**Data for review**
....

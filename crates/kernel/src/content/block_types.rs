//! Block type registry.
//!
//! Provides:
//! - `BlockTypeDefinition`: schema and label for a single block type
//! - `BlockTypeRegistry`: ordered registry of all known block types
//! - `install` / `global`: the process-wide registry, frozen after startup
//!
//! The registry is populated while the host configures itself, then handed to
//! `install`. From that point it is immutable and shared by reference, so
//! readers need no locking.

use std::collections::HashSet;
use std::sync::OnceLock;

use indexmap::IndexMap;
use postwright_sdk::types::BlockField;
use serde::{Deserialize, Serialize};
use tracing::info;

use crate::error::{ComposerError, ComposerResult};

/// Definition of a single block type (a "layout" in the post editor).
#[derive(Debug, Clone, PartialEq, Serialize, Deserialize)]
pub struct BlockTypeDefinition {
    /// Machine name of the block type (e.g. "text", "image").
    pub key: String,
    /// Human-readable label (e.g. "Text section").
    pub label: String,
    /// Fields in display order.
    pub fields: Vec<BlockField>,
}

impl BlockTypeDefinition {
    pub fn new(key: &str, label: &str) -> Self {
        Self {
            key: key.into(),
            label: label.into(),
            fields: Vec::new(),
        }
    }

    /// Append a field definition.
    pub fn field(mut self, field: BlockField) -> Self {
        self.fields.push(field);
        self
    }

    /// Look up a field definition by key.
    pub fn field_def(&self, key: &str) -> Option<&BlockField> {
        self.fields.iter().find(|f| f.key == key)
    }

    /// Check whether the schema declares a field.
    pub fn has_field(&self, key: &str) -> bool {
        self.field_def(key).is_some()
    }

    /// Iterate over the required fields.
    pub fn required_fields(&self) -> impl Iterator<Item = &BlockField> {
        self.fields.iter().filter(|f| f.required)
    }
}

/// Registry of block type definitions, keyed by block type key.
///
/// Iteration follows registration order, which is the order layouts are
/// offered to editors.
#[derive(Debug, Clone, Default, Serialize, Deserialize)]
pub struct BlockTypeRegistry {
    types: IndexMap<String, BlockTypeDefinition>,
}

impl BlockTypeRegistry {
    /// Create a new empty registry.
    pub fn new() -> Self {
        Self::default()
    }

    /// Register a single block type definition.
    ///
    /// Fails if the key is taken or the definition repeats a field key. The
    /// registry is unchanged on failure.
    pub fn register(&mut self, definition: BlockTypeDefinition) -> ComposerResult<()> {
        if self.types.contains_key(&definition.key) {
            return Err(ComposerError::DuplicateKey {
                key: definition.key,
            });
        }

        let mut seen = HashSet::new();
        for field in &definition.fields {
            if !seen.insert(field.key.as_str()) {
                return Err(ComposerError::DuplicateField {
                    type_key: definition.key.clone(),
                    field_key: field.key.clone(),
                });
            }
        }

        self.types.insert(definition.key.clone(), definition);
        Ok(())
    }

    /// Look up a block type by key.
    pub fn get(&self, key: &str) -> Option<&BlockTypeDefinition> {
        self.types.get(key)
    }

    /// Check whether a block type is registered.
    pub fn contains(&self, key: &str) -> bool {
        self.types.contains_key(key)
    }

    /// Return the number of registered block types.
    pub fn len(&self) -> usize {
        self.types.len()
    }

    /// Check if the registry is empty.
    pub fn is_empty(&self) -> bool {
        self.types.is_empty()
    }

    /// Registered keys in registration order.
    pub fn keys(&self) -> impl Iterator<Item = &str> {
        self.types.keys().map(String::as_str)
    }

    /// Registered definitions in registration order.
    pub fn iter(&self) -> impl Iterator<Item = &BlockTypeDefinition> {
        self.types.values()
    }
}

static GLOBAL_REGISTRY: OnceLock<BlockTypeRegistry> = OnceLock::new();

/// Freeze `registry` as the process-wide block type registry.
///
/// Can succeed only once per process; later calls return `RegistryFrozen`
/// and leave the installed registry untouched.
pub fn install(registry: BlockTypeRegistry) -> ComposerResult<&'static BlockTypeRegistry> {
    let count = registry.len();
    GLOBAL_REGISTRY
        .set(registry)
        .map_err(|_| ComposerError::RegistryFrozen)?;
    info!(block_types = count, "block type registry frozen");
    GLOBAL_REGISTRY.get().ok_or(ComposerError::RegistryFrozen)
}

/// The process-wide registry, if `install` has run.
pub fn global() -> Option<&'static BlockTypeRegistry> {
    GLOBAL_REGISTRY.get()
}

....

**What the exercise asks**
Every entry, from first to last, should be written out exactly.

**Your response**
filename crates/kernel/src/content/block_types.rs
//! Block type registry.
//!
//! Provides:
//! - `BlockTypeDefinition`: schema and label for a single block type
//! - `BlockTypeRegistry`: ordered registry of all known block types
//! - `install` / `global`: the process-wide registry, frozen after startup
//!
//! The registry is populated while the host configures itself, then handed to
//! `install`. From that point it is immutable and shared by reference, so
//! readers need no locking.

use std::collections::HashSet;
use std::sync::OnceLock;

use indexmap::IndexMap;
use postwright_sdk::types::BlockField;
use serde::{Deserialize, Serialize};
use tracing::info;

use crate::error::{ComposerError, ComposerResult};

/// Definition of a single block type (a "layout" in the post editor).
#[derive(Debug, Clone, PartialEq, Serialize, Deserialize)]
pub struct BlockTypeDefinition {
    /// Machine name of the block type (e.g. "text", "image").
    pub key: String,
    /// Human-readable label (e.g. "Text section").
    pub label: String,
    /// Fields in display order.
    pub fields: Vec<BlockField>,
}

impl BlockTypeDefinition {
    pub fn new(key: &str, label: &str) -> Self {
        Self {
            key: key.into(),
            label: label.into(),
            fields: Vec::new(),
        }
    }

    /// Append a field definition.
    pub fn field(mut self, field: BlockField) -> Self {
        self.fields.push(field);
        self
    }

    /// Look up a field definition by key.
    pub fn field_def(&self, key: &str) -> Option<&BlockField> {
        self.fields.iter().find(|f| f.key == key)
    }

    /// Check whether the schema declares a field.
    pub fn has_field(&self, key: &str) -> bool {
        self.field_def(key).is_some()
    }

    /// Iterate over the required fields.
    pub fn required_fields(&self) -> impl Iterator<Item = &BlockField> {
        self.fields.iter().filter(|f| f.required)
    }
}

/// Registry of block type definitions, keyed by block type key.
///
/// Iteration follows registration order, which is the order layouts are
/// offered to editors.
#[derive(Debug, Clone, Default, Serialize, Deserialize)]
pub struct BlockTypeRegistry {
    types: IndexMap<String, BlockTypeDefinition>,
}

impl BlockTypeRegistry {
    /// Create a new empty registry.
    pub fn new() -> Self {
        Self::default()
    }

    /// Register a single block type definition.
    ///
    /// Fails if the key is taken or the definition repeats a field key. The
    /// registry is unchanged on failure.
    pub fn register(&mut self, definition: BlockTypeDefinition) -> ComposerResult<()> {
        if self.types.contains_key(&definition.key) {
            return Err(ComposerError::DuplicateKey {
                key: definition.key,
            });
        }

        let mut seen = HashSet::new();
        for field in &definition.fields {
            if !seen.insert(field.key.as_str()) {
                return Err(ComposerError::DuplicateField {
                    type_key: definition.key.clone(),
                    field_key: field.key.clone(),
                });
            }
        }

        self.types.insert(definition.key.clone(), definition);
        Ok(())
    }

    /// Look up a block type by key.
    pub fn get(&self, key: &str) -> Option<&BlockTypeDefinition> {
        self.types.get(key)
    }

    /// Check whether a block type is registered.
    pub fn contains(&self, key: &str) -> bool {
        self.types.contains_key(key)
    }

    /// Return the number of registered block types.
    pub fn len(&self) -> usize {
        self.types.len()
    }

    /// Check if the registry is empty.
    pub fn is_empty(&self) -> bool {
        self.types.is_empty()
    }

    /// Registered keys in registration order.
    pub fn keys(&self) -> impl Iterator<Item = &str> {
        self.types.keys().map(String::as_str)
    }

    /// Registered definitions in registration order.
    pub fn iter(&self) -> impl Iterator<Item = &BlockTypeDefinition> {
        self.types.values()
    }
}

static GLOBAL_REGISTRY: OnceLock<BlockTypeRegistry> = OnceLock::new();

/// Freeze `registry` as the process-wide block type registry.
///
/// Can succeed only once per process; later calls return `RegistryFrozen`
/// and leave the installed registry untouched.
pub fn install(registry: BlockTypeRegistry) -> ComposerResult<&'static BlockTypeRegistry> {
    let count = registry.len();
    GLOBAL_REGISTRY
        .set(registry)
        .map_err(|_| ComposerError::RegistryFrozen)?;
    info!(block_types = count, "block type registry frozen");
    GLOBAL_REGISTRY.get().ok_or(ComposerError::RegistryFrozen)
}

/// The process-wide registry, if `install` has run.
pub fn global() -> Option<&'static BlockTypeRegistry> {
    GLOBAL_REGISTRY.get()
}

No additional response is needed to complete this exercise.